Another mega merger has shaken up the digital media landscape.
One day after reports that Vox Media was looking to acquire Group Nine Media, the two companies made their deal official. Vox Media will add all of Group Nine’s publishing properties, including Thrillist, NowThis, The Dodo, Seeker and POPSUGAR, to its portfolio of content.
The Vox Media/Group Nine deal is only the most recent example of the consolidation trend in digital media.
Publishers have been turning to M&A as a method to grow their audiences and increase their ad revenue, in addition to boosting their valuation for further deals down the road, including IPOs and SPAC mergers.
Parade of mergers
Some of the biggest names in publishing made headlines this year with high-profile acquisitions.
BuzzFeed’s IPO included its acquisition of Complex, and the company also added HuffPost to its ranks in June.
Dotdash’s acquisition of Meredith’s National Media Group in October came with a $2.7 billion price tag.
Axel Springer completed its $1 billion purchase of Politico in October, and previously acquired Business Insider back in 2015.
And Future PLC has been on a buying spree of its own; its acquisitions this year include Dennis Publishing, Mozo and Marie Claire US, in addition to CinemaBlend and TI Media in 2020.
The consolidation trend has been a boon to advertising agencies looking to maximize the reach and precision of their campaigns.
“‘Fewer, better’ is a sentiment that rings true for many marketers when it comes to their media plan,” said Kelsey Chickering, a principal analyst covering media at Forrester. “Market consolidation allows brands and agencies to work with one partner who can give them a variety menu in audiences, content franchises and passion points.”
But before agencies can enjoy the benefits of a corporate coupling like the Vox Media/Group Nine deal, these newly formed conglomerates have to integrate their separate brands and their approaches to content, data and media planning.
“A consistent interface with buyers will maximize the power of the combination of the two companies,” said audience and monetization consultant Alessandro De Zanche. “A huge part of the value lies in consolidating approaches, products and practices, streamlining processes and creating a common DNA.”
By combining their formerly separate brands into a new, unified identity post-merger, publishers can create new opportunities for their audiences to spend more time bouncing around the various sites in their portfolio.
This allows publishers to paint a more complete picture of their opted-in individual subscribers, which provides accountability for their growing first-party datasets.

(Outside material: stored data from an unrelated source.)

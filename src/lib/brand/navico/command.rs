use async_trait::async_trait;
use std::net::{Ipv4Addr, SocketAddrV4};
use tokio::net::UdpSocket;

use crate::brand::CommandSender;
use crate::network::create_multicast_send;
use crate::radar::controls::{ControlType, ControlValue};
use crate::radar::range::is_valid_range;
use crate::radar::{RadarError, RadarUnit};

pub const REQUEST_03_REPORT: [u8; 2] = [0x04, 0xc2]; // This causes the radar to report Report 3
pub const REQUEST_MANY2_REPORT: [u8; 2] = [0x01, 0xc2]; // This causes the radar to report Report 02, 03, 04, 07 and 08
const COMMAND_STAY_ON_A: [u8; 2] = [0xa0, 0xc1];

// Value bytes the radar expects when a filter is switched to auto
const AUTO_GAIN_VALUE: u8 = 0xa1;
const AUTO_SEA_VALUE: u32 = 0xd3;

pub struct Command {
    unit: RadarUnit,
    send_command_addr: SocketAddrV4,
    nic_addr: Ipv4Addr,
    sock: Option<UdpSocket>,
    socket_error_reported: bool,
}

impl Command {
    pub fn new(unit: RadarUnit, send_command_addr: SocketAddrV4, nic_addr: Ipv4Addr) -> Self {
        Command {
            unit,
            send_command_addr,
            nic_addr,
            sock: None,
            socket_error_reported: false,
        }
    }

    fn start_socket(&mut self) -> Result<(), RadarError> {
        match create_multicast_send(&self.send_command_addr, &self.nic_addr) {
            Ok(sock) => {
                log::debug!(
                    "{} {} via {}: sending commands",
                    self.unit,
                    &self.send_command_addr,
                    &self.nic_addr
                );
                self.sock = Some(sock);
                self.socket_error_reported = false;

                Ok(())
            }
            Err(e) => {
                if !self.socket_error_reported {
                    log::error!(
                        "{} {} via {}: cannot create command socket: {}",
                        self.unit,
                        &self.send_command_addr,
                        &self.nic_addr,
                        e
                    );
                    self.socket_error_reported = true;
                }
                Err(RadarError::Io(e))
            }
        }
    }

    pub async fn send(&mut self, message: &[u8]) -> Result<(), RadarError> {
        if self.sock.is_none() {
            self.start_socket()?;
        }
        if let Some(sock) = &self.sock {
            if let Err(e) = sock.send(message).await {
                // Start over with a fresh socket next time
                self.sock = None;
                return Err(RadarError::Io(e));
            }
            log::trace!("{}: sent {:02X?}", self.unit, message);
        }

        Ok(())
    }

    fn scale_100_to_byte(a: f64) -> u8 {
        // Map range 0..100 to 0..255
        let mut r = a * 255.0 / 100.0;
        if r > 255.0 {
            r = 255.0;
        } else if r < 0.0 {
            r = 0.0;
        }
        r as u8
    }

    fn mod_deci_degrees(a: i32) -> i32 {
        (a + 7200) % 3600
    }

    /// The datagrams that set `cv`, in sending order.
    pub fn encode(cv: &ControlValue) -> Result<Vec<Vec<u8>>, RadarError> {
        cv.validate()?;

        let value = cv.value;
        let deci_value = (value * 10.0).round() as i32;
        let auto = cv.auto;

        let mut cmd = Vec::with_capacity(11);

        match cv.control_type {
            ControlType::Power => {
                let on = if value >= 1. { 0x01 } else { 0x00 };
                return Ok(vec![vec![0x00, 0xc1, on], vec![0x01, 0xc1, on]]);
            }
            ControlType::Range => {
                let meters = value.round() as i32;
                if !is_valid_range(meters) {
                    return Err(RadarError::CannotSetControlTypeValue(
                        ControlType::Range,
                        value,
                    ));
                }
                let decimeters: i32 = meters * 10;
                log::trace!("range {value} -> {decimeters}");

                cmd.extend_from_slice(&[0x03, 0xc1]);
                cmd.extend_from_slice(&decimeters.to_le_bytes());
            }
            ControlType::BearingAlignment => {
                let value: i16 = Self::mod_deci_degrees(deci_value) as i16;

                cmd.extend_from_slice(&[0x05, 0xc1]);
                cmd.extend_from_slice(&value.to_le_bytes());
            }
            ControlType::Gain => {
                let v = if auto {
                    AUTO_GAIN_VALUE
                } else {
                    Self::scale_100_to_byte(value)
                };
                let auto = auto as u32;

                cmd.extend_from_slice(&[0x06, 0xc1, 0x00, 0x00, 0x00, 0x00]);
                cmd.extend_from_slice(&auto.to_le_bytes());
                cmd.extend_from_slice(&v.to_le_bytes());
            }
            ControlType::Sea => {
                let v: u32 = if auto {
                    AUTO_SEA_VALUE
                } else {
                    Self::scale_100_to_byte(value) as u32
                };
                let auto = auto as u32;

                cmd.extend_from_slice(&[0x06, 0xc1, 0x02]);
                cmd.extend_from_slice(&auto.to_be_bytes());
                cmd.extend_from_slice(&v.to_be_bytes());
            }
            ControlType::Rain => {
                let v = Self::scale_100_to_byte(value);
                cmd.extend_from_slice(&[0x06, 0xc1, 0x04, 0, 0, 0, 0, 0, 0, 0, v]);
            }
            ControlType::SideLobeSuppression => {
                let v = Self::scale_100_to_byte(value);

                cmd.extend_from_slice(&[0x06, 0xc1, 0x05, 0, 0, 0, auto as u8, 0, 0, 0, v]);
            }
            ControlType::InterferenceRejection => {
                cmd.extend_from_slice(&[0x08, 0xc1, cv.as_u8()]);
            }
            ControlType::TargetExpansion => {
                cmd.extend_from_slice(&[0x09, 0xc1, cv.as_u8()]);
            }
            ControlType::TargetBoost => {
                cmd.extend_from_slice(&[0x0a, 0xc1, cv.as_u8()]);
            }
            ControlType::SeaState => {
                cmd.extend_from_slice(&[0x0b, 0xc1, cv.as_u8()]);
            }
            ControlType::LocalInterferenceRejection => {
                cmd.extend_from_slice(&[0x0e, 0xc1, cv.as_u8()]);
            }
            ControlType::ScanSpeed => {
                cmd.extend_from_slice(&[0x0f, 0xc1, cv.as_u8()]);
            }
            ControlType::NoiseRejection => {
                cmd.extend_from_slice(&[0x21, 0xc1, cv.as_u8()]);
            }
            ControlType::TargetSeparation => {
                cmd.extend_from_slice(&[0x22, 0xc1, cv.as_u8()]);
            }
            ControlType::AntennaHeight => {
                let value = deci_value as u16;
                cmd.extend_from_slice(&[0x30, 0xc1, 0x01, 0, 0, 0]);
                cmd.extend_from_slice(&value.to_le_bytes());
                cmd.extend_from_slice(&[0, 0]);
            }
        };

        Ok(vec![cmd])
    }
}

#[async_trait]
impl CommandSender for Command {
    async fn set_control(&mut self, cv: &ControlValue) -> Result<(), RadarError> {
        log::debug!("{}: set_control({:?})", self.unit, cv);

        for cmd in Self::encode(cv)? {
            log::debug!("{}: Send command {:02X?}", self.unit, cmd);
            self.send(&cmd).await?;
        }
        Ok(())
    }

    async fn send_report_requests(&mut self) -> Result<(), RadarError> {
        self.send(&REQUEST_03_REPORT).await?;
        self.send(&REQUEST_MANY2_REPORT).await?;
        self.send(&COMMAND_STAY_ON_A).await?;
        Ok(())
    }
}

#[cfg(test)]
mod tests {
    use super::*;

    fn encode(control_type: ControlType, value: f64) -> Vec<Vec<u8>> {
        Command::encode(&ControlValue::new(control_type, value)).unwrap()
    }

    fn encode_auto(control_type: ControlType, value: f64) -> Vec<Vec<u8>> {
        Command::encode(&ControlValue::new_auto(control_type, value)).unwrap()
    }

    #[test]
    fn power() {
        assert_eq!(
            encode(ControlType::Power, 1.),
            vec![vec![0x00, 0xc1, 0x01], vec![0x01, 0xc1, 0x01]]
        );
        assert_eq!(
            encode(ControlType::Power, 0.),
            vec![vec![0x00, 0xc1, 0x00], vec![0x01, 0xc1, 0x00]]
        );
    }

    #[test]
    fn range_in_decimeters() {
        assert_eq!(
            encode(ControlType::Range, 1852.),
            vec![vec![0x03, 0xc1, 0x58, 0x48, 0x00, 0x00]]
        );
        assert!(matches!(
            Command::encode(&ControlValue::new(ControlType::Range, 50.)),
            Err(RadarError::CannotSetControlTypeValue(ControlType::Range, _))
        ));
    }

    #[test]
    fn gain_and_clutter() {
        assert_eq!(
            encode(ControlType::Gain, 100.),
            vec![vec![0x06, 0xc1, 0, 0, 0, 0, 0, 0, 0, 0, 0xff]]
        );
        assert_eq!(
            encode_auto(ControlType::Gain, 0.),
            vec![vec![0x06, 0xc1, 0, 0, 0, 0, 0x01, 0, 0, 0, 0xa1]]
        );
        assert_eq!(
            encode(ControlType::Sea, 50.),
            vec![vec![0x06, 0xc1, 0x02, 0, 0, 0, 0, 0, 0, 0, 127]]
        );
        assert_eq!(
            encode_auto(ControlType::Sea, 0.),
            vec![vec![0x06, 0xc1, 0x02, 0, 0, 0, 0x01, 0, 0, 0, 0xd3]]
        );
        assert_eq!(
            encode(ControlType::Rain, 20.),
            vec![vec![0x06, 0xc1, 0x04, 0, 0, 0, 0, 0, 0, 0, 51]]
        );
    }

    #[test]
    fn single_byte_controls() {
        assert_eq!(
            encode(ControlType::InterferenceRejection, 2.),
            vec![vec![0x08, 0xc1, 2]]
        );
        assert_eq!(
            encode(ControlType::TargetExpansion, 1.),
            vec![vec![0x09, 0xc1, 1]]
        );
        assert_eq!(encode(ControlType::TargetBoost, 2.), vec![vec![0x0a, 0xc1, 2]]);
        assert_eq!(
            encode(ControlType::LocalInterferenceRejection, 3.),
            vec![vec![0x0e, 0xc1, 3]]
        );
        assert_eq!(encode(ControlType::ScanSpeed, 1.), vec![vec![0x0f, 0xc1, 1]]);
    }

    #[test]
    fn bearing_alignment_in_deci_degrees() {
        assert_eq!(
            encode(ControlType::BearingAlignment, -1.5),
            vec![vec![0x05, 0xc1, 0x01, 0x0e]] // 3585
        );
        assert_eq!(
            encode(ControlType::BearingAlignment, 180.),
            vec![vec![0x05, 0xc1, 0x08, 0x07]]
        );
        assert_eq!(
            encode(ControlType::BearingAlignment, 10.),
            vec![vec![0x05, 0xc1, 100, 0]]
        );
    }

    #[test]
    fn invalid_values_are_not_encoded() {
        assert!(Command::encode(&ControlValue::new(ControlType::Gain, 150.)).is_err());
        assert!(Command::encode(&ControlValue::new_auto(ControlType::Rain, 10.)).is_err());
    }
}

“There is still huge demand for adding additional datasets, [and] if you can do it in a privacy-centric way, you can add completely new revenue streams on top of your ad models,” said Kevin Bauer, North America data and identity lead for Prohaska Consulting. “You can drive better transparency and accountability for media spends, and it increases your margin off the data that you already have.”
Increased audience dwell time across media platforms also allows larger publishers to capitalize on the resurgence of contextual ad targeting.
“The ability to understand context is what you get out of that type of scale,” said Bauer. “The more content I have, the better positioned I am to understand the context, because a user is going to spend more time with me on more topics. That richness of data is what provides the context.”
These large publisher conglomerates may also be better positioned to challenge the big tech companies’ stranglehold on the advertising market. However, they would be better served by playing to their strengths – namely high-quality content and first-party audience insights – rather than trying to take on Facebook and Google outright.
“What media owners lacked in the last decade or so was the size and power to bang a fist on the table when needed,” said De Zanche. “They must do so if we want the digital advertising ecosystem to regain a balance.”
Nuts & bolts
As a result of the all-stock transaction, Vox Media will own 75% of the combined company, and Group Nine will own 25%. The combined company will have 2,000 employees and generate an estimated $700 million in revenue and $100 million in profit in 2022.
Vox Media CEO Jim Bankoff will head up the new company. Group Nine CEO Ben Lerer will serve on the board of directors. And Group Nine’s largest minority investor, Discovery, will also have a seat on the board, according to Axios.
It is expected that the newly combined Vox Media/Group Nine will eventually look to go public via IPO. However, Bankoff has reportedly said there are no immediate plans for the company to go public.